Monday, Mar. 18, 1940
Editor, Old Style
A proud, slumbering, self-contained city is Charleston, S. C. Charleston society, penuriously descended from South Carolina's ante-bellum aristocracy, looks down on rich Yankees who have bought and restored great estates, on Northern industrialists who in the last ten years have built factories on the city's outskirts--looks down even on the rest of South Carolina when it stoops to push for prosperity. The temperament of old Charleston invigorates the bosom of 71-year-old, baggy-suited Dr. William Watts Ball, editor of the Charleston News & Courier.

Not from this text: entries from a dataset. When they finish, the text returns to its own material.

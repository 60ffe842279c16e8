#![deny(missing_docs)]

//! # Parameter Resolution
//!
//! Parameter Objects carrying a model reference.
//!
//! Inside an operation, `schema: <Model>` expands into one parameter per
//! top-level model field. A standalone parameter (a component) keeps its
//! cardinality and gets the model's schema inline. `content` schemas and the
//! schema of an `in: body` parameter are always resolved by reference.

use crate::error::{AppError, AppResult};
use crate::models::descriptor::fields_of;
use crate::models::ModelRef;
use crate::oas::resolver::{ResolveMode, SchemaResolver};
use serde_json::{Map, Value};

impl SchemaResolver<'_> {
    /// Resolves an operation's parameter list, exploding model parameters.
    ///
    /// Entries that are not mappings (e.g. component names) are kept as is.
    pub fn resolve_parameters(&mut self, parameters: &[Value]) -> AppResult<Vec<Value>> {
        let mut resolved = Vec::with_capacity(parameters.len());

        for parameter in parameters {
            let model = parameter
                .as_object()
                .filter(|param| !is_body(param))
                .and_then(|param| param.get("schema").map(|schema| (param, schema)))
                .and_then(|(param, schema)| ModelRef::from_value(schema).map(|r| (param, r)));

            match model {
                Some((param, reference)) => {
                    resolved.extend(self.explode_parameter(param, &reference)?);
                }
                None => resolved.push(self.resolve_parameter(parameter)?),
            }
        }

        Ok(resolved)
    }

    /// Resolves a single parameter without changing its cardinality.
    ///
    /// A bare `schema` is resolved inline, except on a body parameter;
    /// `content` schemas by reference.
    pub fn resolve_parameter(&mut self, parameter: &Value) -> AppResult<Value> {
        let Some(param) = parameter.as_object() else {
            return Ok(parameter.clone());
        };
        let mut resolved = param.clone();

        if let Some(schema) = param.get("schema") {
            let mode = if is_body(param) {
                ResolveMode::ByReference
            } else {
                ResolveMode::Inline
            };
            resolved.insert("schema".into(), self.resolve_schema(schema, mode)?);
        }
        if let Some(Value::Object(content)) = param.get("content") {
            resolved.insert("content".into(), Value::Object(self.resolve_content(content)?));
        }

        Ok(Value::Object(resolved))
    }

    /// Expands a model parameter into one parameter per model field, in
    /// declaration order. Every other key of the original parameter is copied.
    fn explode_parameter(
        &mut self,
        parameter: &Map<String, Value>,
        reference: &ModelRef<'_>,
    ) -> AppResult<Vec<Value>> {
        let model = self.resolve_instance(reference)?;
        let schema = self.registrar.promote_definitions(&model)?;
        let fields = fields_of(&schema).ok_or_else(|| {
            AppError::InvalidParameter(format!(
                "model {:?} has no properties to expand into parameters",
                model.name()
            ))
        })?;

        let base: Map<String, Value> = parameter
            .iter()
            .filter(|(key, _)| !matches!(key.as_str(), "name" | "schema" | "required"))
            .map(|(key, value)| (key.clone(), value.clone()))
            .collect();

        let mut exploded = Vec::with_capacity(fields.len());
        for field in fields {
            let mut param = base.clone();
            param.insert("name".into(), Value::String(field.name));
            param.insert(
                "schema".into(),
                self.resolve_schema(&field.schema, ResolveMode::Inline)?,
            );
            param.insert("required".into(), Value::Bool(field.required));
            exploded.push(Value::Object(param));
        }

        tracing::trace!(model = model.name(), count = exploded.len(), "exploded parameter");
        Ok(exploded)
    }
}

/// OAS 2 request payload, which carries a whole model in one parameter.
fn is_body(param: &Map<String, Value>) -> bool {
    param.get("in").and_then(Value::as_str) == Some("body")
}

#[cfg(test)]
mod tests {
    use super::*;
    use crate::models::{ModelRegistry, ModelType};
    use crate::oas::components::Components;
    use crate::oas::version::OpenApiVersion;
    use pretty_assertions::assert_eq;
    use schemars::JsonSchema;
    use serde_json::json;

    #[allow(dead_code)]
    #[derive(JsonSchema)]
    struct PetPath {
        id: i64,
        name: String,
    }

    #[allow(dead_code)]
    #[derive(JsonSchema)]
    struct Paging {
        limit: Option<u32>,
        cursor: String,
    }

    #[allow(dead_code)]
    #[derive(JsonSchema)]
    struct Owner {
        name: String,
    }

    #[allow(dead_code)]
    #[derive(JsonSchema)]
    struct Query {
        owner: Owner,
        limit: Option<u32>,
    }

    fn registry() -> ModelRegistry {
        let registry = ModelRegistry::new();
        registry.register_type::<PetPath>();
        registry.register_type::<Paging>();
        registry.register_type::<Query>();
        registry
    }

    #[test]
    fn test_explode_model_parameter() {
        let registry = registry();
        let mut components = Components::new();
        let mut resolver = SchemaResolver::new(&registry, OpenApiVersion::V2, &mut components);

        let params = resolver
            .resolve_parameters(&[json!({"in": "path", "schema": "PetPath"})])
            .unwrap();

        assert_eq!(
            params,
            vec![
                json!({"in": "path", "name": "id", "schema": {"type": "integer", "format": "int64"}, "required": true}),
                json!({"in": "path", "name": "name", "schema": {"type": "string"}, "required": true}),
            ]
        );
        assert!(components.schemas().is_empty());
    }

    #[test]
    fn test_explode_keeps_extra_keys_and_required_flags() {
        let registry = registry();
        let mut components = Components::new();
        let mut resolver = SchemaResolver::new(&registry, OpenApiVersion::V3_1, &mut components);

        let params = resolver
            .resolve_parameters(&[
                json!({"in": "query", "description": "paging", "schema": "Paging"}),
                json!({"in": "header", "name": "X-Trace", "schema": {"type": "string"}}),
            ])
            .unwrap();

        assert_eq!(params.len(), 3);
        assert_eq!(params[0]["name"], "limit");
        assert_eq!(params[0]["required"], false);
        assert_eq!(params[0]["description"], "paging");
        assert_eq!(params[1]["name"], "cursor");
        assert_eq!(params[1]["required"], true);
        assert_eq!(params[2], json!({"in": "header", "name": "X-Trace", "schema": {"type": "string"}}));
    }

    #[test]
    fn test_explode_nested_model_field_points_at_component() {
        let registry = registry();
        let mut components = Components::new();
        let mut resolver = SchemaResolver::new(&registry, OpenApiVersion::V2, &mut components);

        let params = resolver
            .resolve_parameters(&[json!({"in": "query", "schema": "Query"})])
            .unwrap();

        assert_eq!(params.len(), 2);
        assert_eq!(params[0]["name"], "owner");
        assert_eq!(params[0]["schema"], json!({"$ref": "#/definitions/Owner"}));
        assert_eq!(params[0]["required"], true);
        assert_eq!(params[1]["name"], "limit");
        assert_eq!(params[1]["required"], false);
        assert!(!params.iter().any(|p| p.to_string().contains("$defs")));
        assert_eq!(
            components.schemas()["Owner"]["properties"],
            json!({"name": {"type": "string"}})
        );
        assert!(!components.schemas().contains_key("Query"));
    }

    #[test]
    fn test_body_parameter_is_not_exploded() {
        let registry = registry();
        let mut components = Components::new();
        let mut resolver = SchemaResolver::new(&registry, OpenApiVersion::V2, &mut components);

        let body = json!({"in": "body", "name": "body", "required": true, "schema": "PetPath"});
        let params = resolver.resolve_parameters(std::slice::from_ref(&body)).unwrap();

        assert_eq!(params, vec![body.clone()]);
        assert_eq!(resolver.resolve_parameter(&body).unwrap(), body);
        assert_eq!(
            components.schemas()["PetPath"],
            ModelType::of::<PetPath>().schema()
        );
    }

    #[test]
    fn test_content_parameter_by_reference() {
        let registry = registry();
        let mut components = Components::new();
        let mut resolver = SchemaResolver::new(&registry, OpenApiVersion::V3_1, &mut components);

        let param = json!({
            "in": "query",
            "name": "pet",
            "content": {"application/json": {"schema": "PetPath"}}
        });
        let params = resolver.resolve_parameters(std::slice::from_ref(&param)).unwrap();

        assert_eq!(params, vec![param]);
        assert!(components.schemas().contains_key("PetPath"));
    }

    #[test]
    fn test_component_parameter_inline() {
        let registry = registry();
        let mut components = Components::new();
        let mut resolver = SchemaResolver::new(&registry, OpenApiVersion::V3_1, &mut components);

        let param = resolver
            .resolve_parameter(&json!({"in": "path", "name": "pet", "schema": "PetPath"}))
            .unwrap();

        assert_eq!(param["schema"], ModelType::of::<PetPath>().schema());
        assert!(components.schemas().is_empty());
    }

    #[test]
    fn test_explode_requires_properties() {
        let registry = ModelRegistry::new();
        registry.register(ModelType::from_schema("Color", json!({"type": "string"})));
        let mut components = Components::new();
        let mut resolver = SchemaResolver::new(&registry, OpenApiVersion::V3_1, &mut components);

        let err = resolver
            .resolve_parameters(&[json!({"in": "query", "schema": "Color"})])
            .unwrap_err();
        assert!(matches!(err, AppError::InvalidParameter(_)));
    }

    #[test]
    fn test_reference_parameters_pass_through() {
        let registry = ModelRegistry::new();
        let mut components = Components::new();
        let mut resolver = SchemaResolver::new(&registry, OpenApiVersion::V3_1, &mut components);

        let params = resolver.resolve_parameters(&[json!("Limit")]).unwrap();
        assert_eq!(params, vec![json!("Limit")]);
    }
}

Dr. Ball, the son of a Confederate colonel, is a passionate believer in Southern womanhood and States' Rights. Once, in a letter to the Baltimore Sun, Editor Ball wrote: "The News & Courier would . . . protest against sending two young women to jail even though they made slighting remarks about the Confederate flag."

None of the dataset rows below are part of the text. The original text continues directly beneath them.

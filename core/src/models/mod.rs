#![deny(missing_docs)]

//! # Data Models
//!
//! The data-model side of schema resolution.
//!
//! - **descriptor**: `ModelType`, the named type descriptor that produces a schema.
//! - **reference**: `ModelRef`, the three encodings of a model reference.
//! - **registry**: `ModelRegistry`, the name to descriptor lookup table.

pub mod descriptor;
pub mod reference;
pub mod registry;

pub use descriptor::{Field, Model, ModelType};
pub use reference::ModelRef;
pub use registry::ModelRegistry;
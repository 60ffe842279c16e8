#![deny(missing_docs)]

//! # Reference Utilities
//!
//! Shared helpers for building and reading `$ref` pointers into the component
//! table. Only local references (`#/...`) are ever produced or understood.

use crate::error::{AppError, AppResult};
use crate::oas::components::ComponentKind;
use crate::oas::version::OpenApiVersion;
use serde_json::{json, Value};

const DEFS_PREFIX: &str = "#/$defs/";

/// Builds the `$ref` pointer string for a component.
///
/// e.g. `Schema`, 3.1.0, `Pet` -> `#/components/schemas/Pet`
pub fn reference_path(kind: ComponentKind, version: OpenApiVersion, name: &str) -> AppResult<String> {
    let section = kind.section(version).ok_or_else(|| {
        AppError::General(format!(
            "OpenAPI {} has no section for {} components",
            version, kind
        ))
    })?;
    Ok(format!("#/{}/{}", section, name))
}

/// Builds a Reference Object (`{"$ref": ...}`) for a component.
pub fn build_reference(kind: ComponentKind, version: OpenApiVersion, name: &str) -> AppResult<Value> {
    Ok(json!({ "$ref": reference_path(kind, version, name)? }))
}

/// Extracts the component name from a local `$ref` pointing into `kind`'s section.
///
/// Returns `None` for pointers into any other place.
pub fn extract_component_name(
    ref_str: &str,
    kind: ComponentKind,
    version: OpenApiVersion,
) -> Option<String> {
    let section = kind.section(version)?;
    let pointer = ref_str.strip_prefix("#/")?;
    let name = pointer.strip_prefix(section)?.strip_prefix('/')?;

    if name.is_empty() || name.contains('/') {
        return None;
    }
    Some(decode_pointer_segment(name))
}

/// Decodes a JSON Pointer segment (handles `~1` and `~0`).
pub(crate) fn decode_pointer_segment(segment: &str) -> String {
    segment.replace("~1", "/").replace("~0", "~")
}

/// Rewrites schemars `#/$defs/X` pointers into schema component references.
pub(crate) fn rewrite_defs_refs(value: &mut Value, version: OpenApiVersion) -> AppResult<()> {
    match value {
        Value::Object(obj) => {
            if let Some(Value::String(ref_str)) = obj.get_mut("$ref") {
                let rewritten = ref_str
                    .strip_prefix(DEFS_PREFIX)
                    .map(|name| reference_path(ComponentKind::Schema, version, name))
                    .transpose()?;
                if let Some(rewritten) = rewritten {
                    *ref_str = rewritten;
                }
            }
            for v in obj.values_mut() {
                rewrite_defs_refs(v, version)?;
            }
        }
        Value::Array(items) => {
            for v in items.iter_mut() {
                rewrite_defs_refs(v, version)?;
            }
        }
        _ => {}
    }
    Ok(())
}
#![deny(missing_docs)]

//! # Spec Document
//!
//! `ApiSpec` collects components and paths and dispatches to plugins while
//! doing so. Every registration runs the matching plugin hooks, then renders
//! leftover component names into `$ref` objects, then stores the result.

use crate::config::SpecConfig;
use crate::error::{AppError, AppResult};
use crate::models::ModelRef;
use crate::oas::components::{ComponentKind, Components};
use crate::oas::ref_utils::extract_component_name;
use crate::oas::refs::RefRenderer;
use crate::oas::resolver::callbacks::is_http_method;
use crate::oas::version::OpenApiVersion;
use crate::plugins::{Plugin, SpecContext};
use indexmap::IndexMap;
use serde_json::{Map, Value};
use std::collections::HashSet;

/// Arguments of `ApiSpec::path`.
#[derive(Debug, Clone, Default, PartialEq)]
pub struct PathSpec {
    /// Path template, e.g. `/pets/{id}`. May be supplied by a path hook instead.
    pub path: Option<String>,
    /// Operation Objects keyed by HTTP method.
    pub operations: Map<String, Value>,
    /// Path-level summary.
    pub summary: Option<String>,
    /// Path-level description.
    pub description: Option<String>,
    /// Parameters shared by every operation of the path.
    pub parameters: Vec<Value>,
    /// Endpoint of the view serving the path, for route plugins.
    pub view: Option<String>,
    /// Prefix stripped from paths derived from routes.
    pub base_path: Option<String>,
}

impl PathSpec {
    /// A path with no operations yet.
    pub fn new(path: impl Into<String>) -> Self {
        Self {
            path: Some(path.into()),
            ..Self::default()
        }
    }

    /// A path derived from the route serving `endpoint`.
    pub fn for_view(endpoint: impl Into<String>) -> Self {
        Self {
            view: Some(endpoint.into()),
            ..Self::default()
        }
    }

    /// Sets the operations.
    pub fn with_operations(mut self, operations: Map<String, Value>) -> Self {
        self.operations = operations;
        self
    }

    /// Adds a path-level parameter.
    pub fn with_parameter(mut self, parameter: Value) -> Self {
        self.parameters.push(parameter);
        self
    }

    /// Sets the path-level summary.
    pub fn with_summary(mut self, summary: impl Into<String>) -> Self {
        self.summary = Some(summary.into());
        self
    }

    /// Sets the path-level description.
    pub fn with_description(mut self, description: impl Into<String>) -> Self {
        self.description = Some(description.into());
        self
    }

    /// Sets the base path stripped from route-derived paths.
    pub fn with_base_path(mut self, base_path: impl Into<String>) -> Self {
        self.base_path = Some(base_path.into());
        self
    }
}

/// A spec document under construction.
pub struct ApiSpec {
    config: SpecConfig,
    plugins: Vec<Box<dyn Plugin>>,
    components: Components,
    paths: IndexMap<String, Map<String, Value>>,
}

impl std::fmt::Debug for ApiSpec {
    fn fmt(&self, f: &mut std::fmt::Formatter<'_>) -> std::fmt::Result {
        f.debug_struct("ApiSpec")
            .field("config", &self.config)
            .field("plugins", &self.plugins.len())
            .field("components", &self.components)
            .field("paths", &self.paths)
            .finish()
    }
}

impl ApiSpec {
    /// Creates an empty document.
    pub fn new(config: SpecConfig) -> Self {
        Self {
            config,
            plugins: Vec::new(),
            components: Components::new(),
            paths: IndexMap::new(),
        }
    }

    /// Registers a plugin. Hooks run in registration order.
    pub fn with_plugin(mut self, plugin: impl Plugin + 'static) -> Self {
        self.plugins.push(Box::new(plugin));
        self
    }

    /// Version of the document format.
    pub fn openapi_version(&self) -> OpenApiVersion {
        self.config.openapi_version
    }

    /// API title.
    pub fn title(&self) -> &str {
        &self.config.title
    }

    /// API version.
    pub fn version(&self) -> &str {
        &self.config.version
    }

    /// The component table.
    pub fn components(&self) -> &Components {
        &self.components
    }

    /// Registered Path Items, in registration order.
    pub fn paths(&self) -> &IndexMap<String, Map<String, Value>> {
        &self.paths
    }

    /// Follows a local Reference Object into the component table.
    ///
    /// Values that are not `{"$ref": ...}` are returned as is; dangling
    /// references yield `None`.
    pub fn dereference<'v>(&'v self, value: &'v Value) -> Option<&'v Value> {
        let Some(ref_str) = value.get("$ref").and_then(Value::as_str) else {
            return Some(value);
        };
        let version = self.openapi_version();
        [
            ComponentKind::Schema,
            ComponentKind::Parameter,
            ComponentKind::Response,
            ComponentKind::Header,
        ]
        .into_iter()
        .find_map(|kind| {
            extract_component_name(ref_str, kind, version)
                .and_then(|name| self.components.get(kind, &name))
        })
    }

    fn ensure_vacant(&self, kind: ComponentKind, id: &str) -> AppResult<()> {
        if self.components.contains(kind, id) {
            return Err(AppError::DuplicateComponent {
                kind,
                id: id.to_string(),
            });
        }
        Ok(())
    }

    fn store(&mut self, kind: ComponentKind, id: &str, definition: Value) -> AppResult<()> {
        self.components.add(kind, id, definition)?;
        tracing::debug!(%kind, id, "registered component");
        Ok(())
    }

    /// Adds a schema component.
    ///
    /// `model` is handed to the plugins' schema hooks, whose results are
    /// merged over `definition`.
    pub fn schema(
        &mut self,
        id: &str,
        definition: Map<String, Value>,
        model: Option<ModelRef<'_>>,
    ) -> AppResult<&mut Self> {
        self.ensure_vacant(ComponentKind::Schema, id)?;
        let version = self.openapi_version();

        let mut merged = definition.clone();
        {
            let mut cx = SpecContext {
                version,
                components: &mut self.components,
            };
            for plugin in &self.plugins {
                match plugin.schema_helper(&mut cx, id, &definition, model.as_ref())? {
                    Some(Value::Object(extra)) => merged.extend(extra),
                    Some(other) => {
                        return Err(AppError::General(format!(
                            "schema hook for {:?} returned a non-mapping schema: {}",
                            id, other
                        )))
                    }
                    None => {}
                }
            }
        }

        let mut schema = Value::Object(merged);
        RefRenderer::new(version).render_schema(&mut schema)?;
        self.store(ComponentKind::Schema, id, schema)?;
        Ok(self)
    }

    /// Adds a parameter component located `location` (`path`, `query`, ...).
    ///
    /// `name` defaults to `id`; path parameters are always required.
    pub fn parameter(&mut self, id: &str, location: &str, component: Value) -> AppResult<&mut Self> {
        self.ensure_vacant(ComponentKind::Parameter, id)?;
        let version = self.openapi_version();

        let Value::Object(mut parameter) = component else {
            return Err(AppError::InvalidParameter(format!(
                "parameter component {:?} must be a mapping",
                id
            )));
        };
        parameter
            .entry("name")
            .or_insert_with(|| Value::String(id.to_string()));
        parameter.insert("in".into(), Value::String(location.to_string()));
        if location == "path" {
            parameter.insert("required".into(), Value::Bool(true));
        }

        let mut parameter = Value::Object(parameter);
        {
            let mut cx = SpecContext {
                version,
                components: &mut self.components,
            };
            for plugin in &self.plugins {
                parameter = plugin.parameter_helper(&mut cx, parameter)?;
            }
        }

        RefRenderer::new(version).render_parameter(&mut parameter)?;
        self.store(ComponentKind::Parameter, id, parameter)?;
        Ok(self)
    }

    /// Adds a response component.
    pub fn response(&mut self, id: &str, component: Value) -> AppResult<&mut Self> {
        self.ensure_vacant(ComponentKind::Response, id)?;
        let version = self.openapi_version();

        let mut response = component;
        {
            let mut cx = SpecContext {
                version,
                components: &mut self.components,
            };
            for plugin in &self.plugins {
                response = plugin.response_helper(&mut cx, response)?;
            }
        }

        RefRenderer::new(version).render_response(&mut response)?;
        self.store(ComponentKind::Response, id, response)?;
        Ok(self)
    }

    /// Adds a header component. Swagger 2.0 documents have no header section.
    pub fn header(&mut self, id: &str, component: Value) -> AppResult<&mut Self> {
        let version = self.openapi_version();
        if ComponentKind::Header.section(version).is_none() {
            return Err(AppError::General(format!(
                "OpenAPI {} has no section for header components",
                version
            )));
        }
        self.ensure_vacant(ComponentKind::Header, id)?;

        let mut header = component;
        {
            let mut cx = SpecContext {
                version,
                components: &mut self.components,
            };
            for plugin in &self.plugins {
                header = plugin.header_helper(&mut cx, header)?;
            }
        }

        RefRenderer::new(version).render_parameter(&mut header)?;
        self.store(ComponentKind::Header, id, header)?;
        Ok(self)
    }

    /// Adds a Path Item, merging it into any existing entry for the same path.
    pub fn path(&mut self, mut spec: PathSpec) -> AppResult<&mut Self> {
        let version = self.openapi_version();
        let Self {
            plugins,
            components,
            paths,
            ..
        } = &mut *self;
        let mut cx = SpecContext {
            version,
            components,
        };

        let mut path = spec.path.take();
        for plugin in plugins.iter() {
            if let Some(derived) = plugin.path_helper(&mut cx, &mut spec)? {
                path = Some(derived);
            }
        }
        let path = path.ok_or(AppError::MissingPath)?;

        let mut item = std::mem::take(&mut spec.operations);
        if !spec.parameters.is_empty() {
            item.insert(
                "parameters".into(),
                Value::Array(std::mem::take(&mut spec.parameters)),
            );
        }
        for plugin in plugins.iter() {
            plugin.operation_helper(&mut cx, Some(&path), &mut item)?;
        }

        clean_path_item(&mut item)?;
        RefRenderer::new(version).render_path_item(&mut item)?;

        if let Some(summary) = spec.summary {
            item.insert("summary".into(), Value::String(summary));
        }
        if let Some(description) = spec.description {
            item.insert("description".into(), Value::String(description));
        }

        tracing::debug!(path = %path, operations = item.len(), "registered path");
        paths.entry(path).or_default().extend(item);
        Ok(self)
    }
}

/// Validates the parameter lists of a Path Item.
///
/// Every inline parameter needs `name` and `in`; `(name, in)` pairs are unique
/// per list; path parameters are required.
fn clean_path_item(item: &mut Map<String, Value>) -> AppResult<()> {
    for (key, value) in item.iter_mut() {
        if key == "parameters" {
            clean_parameters(value)?;
        } else if is_http_method(key) {
            if let Some(parameters) = value.get_mut("parameters") {
                clean_parameters(parameters)?;
            }
        }
    }
    Ok(())
}

fn clean_parameters(parameters: &mut Value) -> AppResult<()> {
    let Value::Array(parameters) = parameters else {
        return Ok(());
    };
    let mut seen = HashSet::new();

    for parameter in parameters.iter_mut() {
        let Value::Object(parameter) = parameter else {
            continue;
        };
        if parameter.contains_key("$ref") {
            continue;
        }

        let name = parameter.get("name").and_then(Value::as_str);
        let location = parameter.get("in").and_then(Value::as_str);
        let (Some(name), Some(location)) = (name, location) else {
            let missing: Vec<&str> = ["name", "in"]
                .into_iter()
                .filter(|key| !parameter.contains_key(*key))
                .collect();
            return Err(AppError::InvalidParameter(format!(
                "missing keys {:?} for parameter",
                missing
            )));
        };

        if !seen.insert((name.to_string(), location.to_string())) {
            return Err(AppError::DuplicateParameter {
                name: name.to_string(),
                location: location.to_string(),
            });
        }
        if location == "path" {
            parameter.insert("required".into(), Value::Bool(true));
        }
    }
    Ok(())
}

For 15 years Dr. Ball fought Prohibition because he considered it an encroachment on States' Rights. Since Prohibition was repealed in 1933 he has fought the New Deal for the same reason. In sulfurous editorials the News & Courier repeatedly attacked the Santee-Cooper River hydroelectric project, which pushing politicians set afoot to get $40,000,000 out of the New Deal for South Carolina (TIME, June 12). He described it as "a set-up of politicians without known qualifications to build and develop industrial plants," called it a project "shot through with extravagance and waste."

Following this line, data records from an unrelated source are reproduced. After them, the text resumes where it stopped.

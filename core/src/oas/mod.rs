#![deny(missing_docs)]

//! # OpenAPI Document Module
//!
//! - **version**: OpenAPI version parsing and gating.
//! - **components**: The component table.
//! - **document**: `ApiSpec`, the spec document with plugin dispatch.
//! - **ref_utils**: `$ref` pointer building and parsing.
//! - **refs**: Rendering component names into Reference Objects.
//! - **registrar**: Registering models as schema components.
//! - **resolver**: Resolving model references inside fragments.

pub mod components;
pub mod document;
pub mod ref_utils;
pub mod refs;
pub mod registrar;
pub mod resolver;
pub mod version;

pub use components::{ComponentKind, Components};
pub use document::{ApiSpec, PathSpec};
pub use ref_utils::{build_reference, extract_component_name, reference_path};
pub use refs::RefRenderer;
pub use registrar::ComponentRegistrar;
pub use resolver::{ResolveMode, SchemaResolver};
pub use version::OpenApiVersion;
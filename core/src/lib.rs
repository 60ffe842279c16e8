#![deny(missing_docs)]

//! # apispec-plugins
//!
//! Plugins for building OpenAPI documents from data models and routes.
//!
//! `ModelPlugin` replaces model references in operations and components with
//! schemas or `$ref`s, registering models as schema components on the way.
//! `RoutePlugin` derives paths and operations from a route table.

/// Shared error types.
pub mod error;

/// Spec document configuration.
pub mod config;

/// Docstring spec loading.
pub mod docstring;

/// Data-model descriptors and the model registry.
pub mod models;

/// OpenAPI document building and schema resolution.
pub mod oas;

/// Spec document plugins.
pub mod plugins;

pub use config::SpecConfig;
pub use docstring::{load_specs_from_docstring, load_yaml_from_docstring, spec_from};
pub use error::{AppError, AppResult};
pub use models::{Field, Model, ModelRef, ModelRegistry, ModelType};
pub use oas::{
    build_reference, ApiSpec, ComponentKind, Components, OpenApiVersion, PathSpec, ResolveMode,
    SchemaResolver,
};
pub use plugins::{
    Handler, ModelPlugin, Plugin, Route, RoutePlugin, RouteTable, SpecContext, View,
};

One day last fortnight South Carolina's Public Service Authority announced that it was closing its Charleston office, moving to the State capital at Columbia. Reason given: the Charleston headquarters were only for preliminary work, now done. Along with the Authority would go PWA employes in Charleston.
Charleston's merchants (who, unlike the old families, have long since warmed to the little TVA) rose in arms. Cried Mayor Henry W. Lockwood: "It seems that . . . the constant nagging of the newspaper on the Authority and everything the New Deal is for has brought this thing to a head. . . . The next thing you are going to do is lose your Navy Yard."
The Retail Merchants' Association sent a committee to persuade Dr. Ball to promise to go easy on the Authority. It was a stiff kind of pressure for any local editor to resist. Editor Ball drew himself up and said: "I have my own opinions and will stick to them."
In the News & Courier Editor Ball wrote gallantly: "Is it expected and demanded that a newspaper calling itself honest should stand by in silence, lest some of its friends suffer loss by not sharing in extravagant and wasteful spending of public money by genial politicians? ... If the editor of the News & Courier is an obstacle to Charleston, a thorn in its flesh, he ... is prepared at a moment's notice to remove himself. He is not prepared to move from his opinion. . . ."
Last week Charleston's merchants waited for a hearing before the Authority to urge it to reverse its decision. In Columbia, Governor Burnet Rhett Maybank (first chairman of the Santee-Cooper River project) called on the General Assembly to investigate the Authority.
Said the unshakable Dr. Ball: "There has been some discussion as to whether or not Mr. Roosevelt reads the editorials in the News & Courier. Why, if he had been following them since June 1933, when the New Deal first was doubted, the country wouldn't be in the fix it now is."